--- Exercise material ---

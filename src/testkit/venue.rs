//! In-memory venues.
//!
//! - [`FakeSourceVenue`] - Fixed instruments, currencies and prices; counts
//!   ticker requests and the peak number in flight.
//! - [`FakeTargetVenue`] - Fixed markets and currencies; records updates and
//!   restart requests, and can be told to reject either.

use std::collections::{HashMap, HashSet};
use std::sync::atomic::{AtomicU32, AtomicUsize, Ordering};
use std::sync::Mutex;
use std::time::Duration;

use async_trait::async_trait;
use rust_decimal::Decimal;

use crate::domain::{
    parse_price, Instrument, MarketConfig, SourceCurrency, TargetCurrency, UpdateMarketRequest,
};
use crate::error::{Result, VenueError};
use crate::port::outbound::venue::{SourceVenue, TargetVenue};

const SOURCE: &str = "FakeSource";
const TARGET: &str = "FakeTarget";

#[derive(Default)]
pub struct FakeSourceVenue {
    instruments: Vec<Instrument>,
    currencies: Vec<SourceCurrency>,
    prices: HashMap<String, String>,
    delay: Option<Duration>,
    ticker_requests: AtomicU32,
    in_flight: AtomicUsize,
    peak_in_flight: AtomicUsize,
}

impl FakeSourceVenue {
    pub fn new() -> Self {
        Self::default()
    }

    pub fn with_instrument(mut self, instrument: Instrument) -> Self {
        self.instruments.push(instrument);
        self
    }

    pub fn with_currency(mut self, currency: SourceCurrency) -> Self {
        self.currencies.push(currency);
        self
    }

    /// Serve `price` for `symbol`. Prices stay raw so invalid ones can be
    /// scripted.
    pub fn with_price(mut self, symbol: &str, price: &str) -> Self {
        self.prices.insert(symbol.to_string(), price.to_string());
        self
    }

    /// Hold every ticker request for `delay`.
    pub fn with_delay(mut self, delay: Duration) -> Self {
        self.delay = Some(delay);
        self
    }

    pub fn ticker_requests(&self) -> u32 {
        self.ticker_requests.load(Ordering::SeqCst)
    }

    pub fn peak_in_flight(&self) -> usize {
        self.peak_in_flight.load(Ordering::SeqCst)
    }
}

#[async_trait]
impl SourceVenue for FakeSourceVenue {
    async fn instruments(&self) -> Result<Vec<Instrument>> {
        Ok(self.instruments.clone())
    }

    async fn currencies(&self) -> Result<Vec<SourceCurrency>> {
        Ok(self.currencies.clone())
    }

    async fn ticker_price(&self, symbol: &str) -> Result<Decimal> {
        self.ticker_requests.fetch_add(1, Ordering::SeqCst);
        let now = self.in_flight.fetch_add(1, Ordering::SeqCst) + 1;
        self.peak_in_flight.fetch_max(now, Ordering::SeqCst);

        if let Some(delay) = self.delay {
            tokio::time::sleep(delay).await;
        }
        self.in_flight.fetch_sub(1, Ordering::SeqCst);

        let endpoint = format!("/ticker/{symbol}");
        let raw = self
            .prices
            .get(symbol)
            .ok_or_else(|| VenueError::from_status(SOURCE, endpoint, 404))?;
        Ok(parse_price(symbol, raw)?)
    }

    fn venue_name(&self) -> &'static str {
        SOURCE
    }
}

#[derive(Default)]
pub struct FakeTargetVenue {
    markets: Vec<MarketConfig>,
    currencies: Vec<TargetCurrency>,
    rejected_updates: HashSet<String>,
    reject_restart: bool,
    updates: Mutex<Vec<UpdateMarketRequest>>,
    restarts: AtomicU32,
}

impl FakeTargetVenue {
    pub fn new() -> Self {
        Self::default()
    }

    pub fn with_market(mut self, market: MarketConfig) -> Self {
        self.markets.push(market);
        self
    }

    pub fn with_currency(mut self, currency: TargetCurrency) -> Self {
        self.currencies.push(currency);
        self
    }

    /// Answer updates for `symbol` with 503.
    pub fn rejecting_update(mut self, symbol: &str) -> Self {
        self.rejected_updates.insert(symbol.to_string());
        self
    }

    /// Answer restart requests with 401.
    pub fn rejecting_restart(mut self) -> Self {
        self.reject_restart = true;
        self
    }

    /// Update requests received, including rejected ones.
    pub fn updates(&self) -> Vec<UpdateMarketRequest> {
        match self.updates.lock() {
            Ok(updates) => updates.clone(),
            Err(poisoned) => poisoned.into_inner().clone(),
        }
    }

    pub fn restarts(&self) -> u32 {
        self.restarts.load(Ordering::SeqCst)
    }
}

#[async_trait]
impl TargetVenue for FakeTargetVenue {
    async fn markets(&self) -> Result<Vec<MarketConfig>> {
        Ok(self.markets.clone())
    }

    async fn currencies(&self) -> Result<Vec<TargetCurrency>> {
        Ok(self.currencies.clone())
    }

    async fn update_market(&self, request: &UpdateMarketRequest) -> Result<MarketConfig> {
        match self.updates.lock() {
            Ok(mut updates) => updates.push(request.clone()),
            Err(poisoned) => poisoned.into_inner().push(request.clone()),
        }

        let endpoint = "/admin/markets/update";
        if self.rejected_updates.contains(&request.symbol) {
            return Err(VenueError::from_status(TARGET, endpoint, 503).into());
        }
        let existing = self
            .markets
            .iter()
            .find(|m| m.symbol() == request.symbol)
            .ok_or_else(|| VenueError::from_status(TARGET, endpoint, 404))?;

        Ok(MarketConfig::new(existing.base_unit(), existing.quote_unit())
            .with_identity(existing.symbol(), existing.name())
            .with_price_limits(request.min_price, request.max_price)
            .with_amount(request.min_amount, request.amount_precision)
            .with_price_precision(request.price_precision))
    }

    async fn request_restart(&self) -> Result<()> {
        self.restarts.fetch_add(1, Ordering::SeqCst);
        if self.reject_restart {
            return Err(VenueError::from_status(TARGET, "/admin/secret", 401).into());
        }
        Ok(())
    }

    fn venue_name(&self) -> &'static str {
        TARGET
    }
}
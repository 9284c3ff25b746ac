//! Infrastructure configuration modules.

pub mod logging;
pub mod settings;
pub mod venue;

pub use logging::LoggingConfig;
pub use settings::{Config, ReconcileConfig, DEFAULT_CONFIG_PATH};
pub use venue::{Credentials, HttpConfig, SourceVenueConfig, TargetVenueConfig};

---

To do: Nothing in the entries above should differ when you return them in full.

Exercise solution:
filename src/testkit/venue.rs
//! In-memory venues.
//!
//! - [`FakeSourceVenue`] - Fixed instruments, currencies and prices; counts
//!   ticker requests and the peak number in flight.
//! - [`FakeTargetVenue`] - Fixed markets and currencies; records updates and
//!   restart requests, and can be told to reject either.

use std::collections::{HashMap, HashSet};
use std::sync::atomic::{AtomicU32, AtomicUsize, Ordering};
use std::sync::Mutex;
use std::time::Duration;

use async_trait::async_trait;
use rust_decimal::Decimal;

use crate::domain::{
    parse_price, Instrument, MarketConfig, SourceCurrency, TargetCurrency, UpdateMarketRequest,
};
use crate::error::{Result, VenueError};
use crate::port::outbound::venue::{SourceVenue, TargetVenue};

const SOURCE: &str = "FakeSource";
const TARGET: &str = "FakeTarget";

#[derive(Default)]
pub struct FakeSourceVenue {
    instruments: Vec<Instrument>,
    currencies: Vec<SourceCurrency>,
    prices: HashMap<String, String>,
    delay: Option<Duration>,
    ticker_requests: AtomicU32,
    in_flight: AtomicUsize,
    peak_in_flight: AtomicUsize,
}

impl FakeSourceVenue {
    pub fn new() -> Self {
        Self::default()
    }

    pub fn with_instrument(mut self, instrument: Instrument) -> Self {
        self.instruments.push(instrument);
        self
    }

    pub fn with_currency(mut self, currency: SourceCurrency) -> Self {
        self.currencies.push(currency);
        self
    }

    /// Serve `price` for `symbol`. Prices stay raw so invalid ones can be
    /// scripted.
    pub fn with_price(mut self, symbol: &str, price: &str) -> Self {
        self.prices.insert(symbol.to_string(), price.to_string());
        self
    }

    /// Hold every ticker request for `delay`.
    pub fn with_delay(mut self, delay: Duration) -> Self {
        self.delay = Some(delay);
        self
    }

    pub fn ticker_requests(&self) -> u32 {
        self.ticker_requests.load(Ordering::SeqCst)
    }

    pub fn peak_in_flight(&self) -> usize {
        self.peak_in_flight.load(Ordering::SeqCst)
    }
}

#[async_trait]
impl SourceVenue for FakeSourceVenue {
    async fn instruments(&self) -> Result<Vec<Instrument>> {
        Ok(self.instruments.clone())
    }

    async fn currencies(&self) -> Result<Vec<SourceCurrency>> {
        Ok(self.currencies.clone())
    }

    async fn ticker_price(&self, symbol: &str) -> Result<Decimal> {
        self.ticker_requests.fetch_add(1, Ordering::SeqCst);
        let now = self.in_flight.fetch_add(1, Ordering::SeqCst) + 1;
        self.peak_in_flight.fetch_max(now, Ordering::SeqCst);

        if let Some(delay) = self.delay {
            tokio::time::sleep(delay).await;
        }
        self.in_flight.fetch_sub(1, Ordering::SeqCst);

        let endpoint = format!("/ticker/{symbol}");
        let raw = self
            .prices
            .get(symbol)
            .ok_or_else(|| VenueError::from_status(SOURCE, endpoint, 404))?;
        Ok(parse_price(symbol, raw)?)
    }

    fn venue_name(&self) -> &'static str {
        SOURCE
    }
}

#[derive(Default)]
pub struct FakeTargetVenue {
    markets: Vec<MarketConfig>,
    currencies: Vec<TargetCurrency>,
    rejected_updates: HashSet<String>,
    reject_restart: bool,
    updates: Mutex<Vec<UpdateMarketRequest>>,
    restarts: AtomicU32,
}

impl FakeTargetVenue {
    pub fn new() -> Self {
        Self::default()
    }

    pub fn with_market(mut self, market: MarketConfig) -> Self {
        self.markets.push(market);
        self
    }

    pub fn with_currency(mut self, currency: TargetCurrency) -> Self {
        self.currencies.push(currency);
        self
    }

    /// Answer updates for `symbol` with 503.
    pub fn rejecting_update(mut self, symbol: &str) -> Self {
        self.rejected_updates.insert(symbol.to_string());
        self
    }

    /// Answer restart requests with 401.
    pub fn rejecting_restart(mut self) -> Self {
        self.reject_restart = true;
        self
    }

    /// Update requests received, including rejected ones.
    pub fn updates(&self) -> Vec<UpdateMarketRequest> {
        match self.updates.lock() {
            Ok(updates) => updates.clone(),
            Err(poisoned) => poisoned.into_inner().clone(),
        }
    }

    pub fn restarts(&self) -> u32 {
        self.restarts.load(Ordering::SeqCst)
    }
}

#[async_trait]
impl TargetVenue for FakeTargetVenue {
    async fn markets(&self) -> Result<Vec<MarketConfig>> {
        Ok(self.markets.clone())
    }

    async fn currencies(&self) -> Result<Vec<TargetCurrency>> {
        Ok(self.currencies.clone())
    }

    async fn update_market(&self, request: &UpdateMarketRequest) -> Result<MarketConfig> {
        match self.updates.lock() {
            Ok(mut updates) => updates.push(request.clone()),
            Err(poisoned) => poisoned.into_inner().push(request.clone()),
        }

        let endpoint = "/admin/markets/update";
        if self.rejected_updates.contains(&request.symbol) {
            return Err(VenueError::from_status(TARGET, endpoint, 503).into());
        }
        let existing = self
            .markets
            .iter()
            .find(|m| m.symbol() == request.symbol)
            .ok_or_else(|| VenueError::from_status(TARGET, endpoint, 404))?;

        Ok(MarketConfig::new(existing.base_unit(), existing.quote_unit())
            .with_identity(existing.symbol(), existing.name())
            .with_price_limits(request.min_price, request.max_price)
            .with_amount(request.min_amount, request.amount_precision)
            .with_price_precision(request.price_precision))
    }

    async fn request_restart(&self) -> Result<()> {
        self.restarts.fetch_add(1, Ordering::SeqCst);
        if self.reject_restart {
            return Err(VenueError::from_status(TARGET, "/admin/secret", 401).into());
        }
        Ok(())
    }

    fn venue_name(&self) -> &'static str {
        TARGET
    }
}
repository 9284c3ff25b746ac
//! Infrastructure configuration modules.

pub mod logging;
pub mod settings;
pub mod venue;

pub use logging::LoggingConfig;
pub use settings::{Config, ReconcileConfig, DEFAULT_CONFIG_PATH};
pub use venue::{Credentials, HttpConfig, SourceVenueConfig, TargetVenueConfig};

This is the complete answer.